## Assignment
What lines in the records below contain the string "bool"? Copy every one.
=== Information ===
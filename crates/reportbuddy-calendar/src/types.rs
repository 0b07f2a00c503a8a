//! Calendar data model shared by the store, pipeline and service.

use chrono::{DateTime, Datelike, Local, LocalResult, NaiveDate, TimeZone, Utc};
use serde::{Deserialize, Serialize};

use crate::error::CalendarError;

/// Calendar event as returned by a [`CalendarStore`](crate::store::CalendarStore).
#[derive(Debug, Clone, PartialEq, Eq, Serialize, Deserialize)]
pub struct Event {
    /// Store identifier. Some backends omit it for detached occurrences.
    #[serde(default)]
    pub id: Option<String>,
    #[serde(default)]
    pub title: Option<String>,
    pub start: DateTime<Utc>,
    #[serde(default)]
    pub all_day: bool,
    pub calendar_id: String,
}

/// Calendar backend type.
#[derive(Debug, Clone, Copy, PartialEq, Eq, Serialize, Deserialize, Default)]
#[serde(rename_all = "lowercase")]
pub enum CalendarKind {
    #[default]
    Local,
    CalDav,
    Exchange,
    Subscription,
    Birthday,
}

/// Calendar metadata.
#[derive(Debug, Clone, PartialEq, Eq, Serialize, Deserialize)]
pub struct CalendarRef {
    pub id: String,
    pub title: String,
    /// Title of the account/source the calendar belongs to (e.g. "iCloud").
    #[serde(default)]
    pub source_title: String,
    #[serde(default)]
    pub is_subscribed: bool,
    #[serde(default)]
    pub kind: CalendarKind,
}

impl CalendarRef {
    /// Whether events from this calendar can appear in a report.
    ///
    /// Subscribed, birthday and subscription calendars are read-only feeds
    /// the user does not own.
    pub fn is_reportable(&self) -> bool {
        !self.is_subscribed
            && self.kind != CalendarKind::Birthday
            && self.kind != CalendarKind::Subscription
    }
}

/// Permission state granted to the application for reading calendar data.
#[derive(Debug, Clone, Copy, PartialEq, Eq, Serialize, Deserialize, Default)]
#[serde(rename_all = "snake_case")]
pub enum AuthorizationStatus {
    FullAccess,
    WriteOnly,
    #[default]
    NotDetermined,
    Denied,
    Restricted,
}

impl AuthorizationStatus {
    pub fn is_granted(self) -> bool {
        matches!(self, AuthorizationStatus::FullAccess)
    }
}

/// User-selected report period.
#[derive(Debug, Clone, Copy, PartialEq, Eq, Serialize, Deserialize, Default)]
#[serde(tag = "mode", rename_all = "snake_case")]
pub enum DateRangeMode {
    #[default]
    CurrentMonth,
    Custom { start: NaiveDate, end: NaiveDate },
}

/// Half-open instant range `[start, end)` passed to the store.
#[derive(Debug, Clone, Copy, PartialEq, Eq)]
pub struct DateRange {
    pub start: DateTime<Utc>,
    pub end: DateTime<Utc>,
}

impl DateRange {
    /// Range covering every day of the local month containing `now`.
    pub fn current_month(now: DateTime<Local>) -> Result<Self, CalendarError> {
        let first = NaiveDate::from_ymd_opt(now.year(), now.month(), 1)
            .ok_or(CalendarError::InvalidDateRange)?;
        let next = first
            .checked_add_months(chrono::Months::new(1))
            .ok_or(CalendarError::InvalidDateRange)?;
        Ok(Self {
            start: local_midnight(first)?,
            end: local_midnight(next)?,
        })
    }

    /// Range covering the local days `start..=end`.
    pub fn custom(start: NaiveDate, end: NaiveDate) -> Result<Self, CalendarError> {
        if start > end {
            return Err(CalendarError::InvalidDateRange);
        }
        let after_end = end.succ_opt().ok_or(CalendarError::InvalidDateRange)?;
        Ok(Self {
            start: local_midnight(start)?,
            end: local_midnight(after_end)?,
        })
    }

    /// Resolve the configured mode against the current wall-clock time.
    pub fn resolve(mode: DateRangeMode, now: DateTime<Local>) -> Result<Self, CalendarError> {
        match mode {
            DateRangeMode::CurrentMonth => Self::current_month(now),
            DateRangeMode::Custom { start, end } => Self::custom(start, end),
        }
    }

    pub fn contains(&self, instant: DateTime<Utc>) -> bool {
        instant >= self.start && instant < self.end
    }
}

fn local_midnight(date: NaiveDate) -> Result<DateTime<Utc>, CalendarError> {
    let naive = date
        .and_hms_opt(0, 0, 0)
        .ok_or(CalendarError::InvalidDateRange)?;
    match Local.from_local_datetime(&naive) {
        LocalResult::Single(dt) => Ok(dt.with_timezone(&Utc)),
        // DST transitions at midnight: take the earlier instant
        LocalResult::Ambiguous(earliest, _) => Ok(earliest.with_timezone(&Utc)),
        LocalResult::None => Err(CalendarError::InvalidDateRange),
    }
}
===
## Exercise result
    pub all_day: bool,
    pub is_subscribed: bool,
    pub fn is_reportable(&self) -> bool {
    pub fn is_granted(self) -> bool {
    pub fn contains(&self, instant: DateTime<Utc>) -> bool {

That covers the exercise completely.